- Work to be completed -
Copy every line in the records below that contains the word "ZlibDecoder".
----
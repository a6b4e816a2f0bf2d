//! The NBT ("Named Binary Tag") tree format: the raw tag model, the
//! wire codec, and the serde binder that maps tag trees onto record
//! types.

pub mod tag;
pub mod io;
pub mod macros;
pub mod ser;
pub mod de;

/// Compounds preserve the order that entries appear on the wire, so the
/// map type must be insertion-ordered.
pub type Map = indexmap::IndexMap<String, tag::Tag>;

/// Recursion bound for reading and writing tag trees. A document nested
/// deeper than this fails with [crate::McError::TagTooDeep].
pub const MAX_DEPTH: usize = 512;

pub use tag::{Tag, TagID, ListTag, NamedTag};
pub use io::{read_named_tag, write_named_tag};
pub use ser::{to_tag, to_vec, to_writer};
pub use de::{from_tag, from_bytes, from_reader, from_reader_named};
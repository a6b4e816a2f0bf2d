use std::io::{Read, Write};

use flate2::Compression;
use flate2::read::{GzDecoder, ZlibDecoder};
use flate2::write::{GzEncoder, ZlibEncoder};

use crate::{McError, McResult};
use crate::ioext::{Readable, Writable, ReaderExt, WriterExt};

/// Compression scheme used for writing or reading chunk payloads.
#[repr(u8)]
#[derive(Debug, Clone, Copy, PartialEq, Eq, Default)]
pub enum CompressionScheme {
	/// GZip compression is used.
	GZip = 1,
	/// ZLib compression is used.
	/// In practice this is the only scheme the game writes.
	#[default]
	ZLib = 2,
}

impl CompressionScheme {
	/// The scheme byte that precedes a chunk's compressed bytes.
	pub fn id(self) -> u8 {
		self as u8
	}

	pub fn from_id(id: u8) -> McResult<Self> {
		match id {
			1 => Ok(Self::GZip),
			2 => Ok(Self::ZLib),
			unexpected => Err(McError::InvalidCompressionScheme(unexpected)),
		}
	}

	pub fn compress(self, data: &[u8]) -> McResult<Vec<u8>> {
		let mut buffer = Vec::new();
		match self {
			Self::GZip => {
				let mut encoder = GzEncoder::new(&mut buffer, Compression::best());
				encoder.write_all(data)?;
				encoder.finish()?;
			}
			Self::ZLib => {
				let mut encoder = ZlibEncoder::new(&mut buffer, Compression::best());
				encoder.write_all(data)?;
				encoder.finish()?;
			}
		}
		Ok(buffer)
	}

	pub fn decompress(self, data: &[u8]) -> McResult<Vec<u8>> {
		let mut buffer = Vec::new();
		match self {
			Self::GZip => {
				GzDecoder::new(data).read_to_end(&mut buffer).map_err(McError::eof)?;
			}
			Self::ZLib => {
				ZlibDecoder::new(data).read_to_end(&mut buffer).map_err(McError::eof)?;
			}
		}
		Ok(buffer)
	}
}

impl Writable for CompressionScheme {
	fn write_to<W: Write>(&self, writer: &mut W) -> McResult<usize> {
		writer.write_value(self.id())
	}
}

impl Readable for CompressionScheme {
	fn read_from<R: Read>(reader: &mut R) -> McResult<Self> {
		Self::from_id(reader.read_value::<u8>()?)
	}
}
----
- Response for this exercise -
use flate2::read::{GzDecoder, ZlibDecoder};
				ZlibDecoder::new(data).read_to_end(&mut buffer).map_err(McError::eof)?;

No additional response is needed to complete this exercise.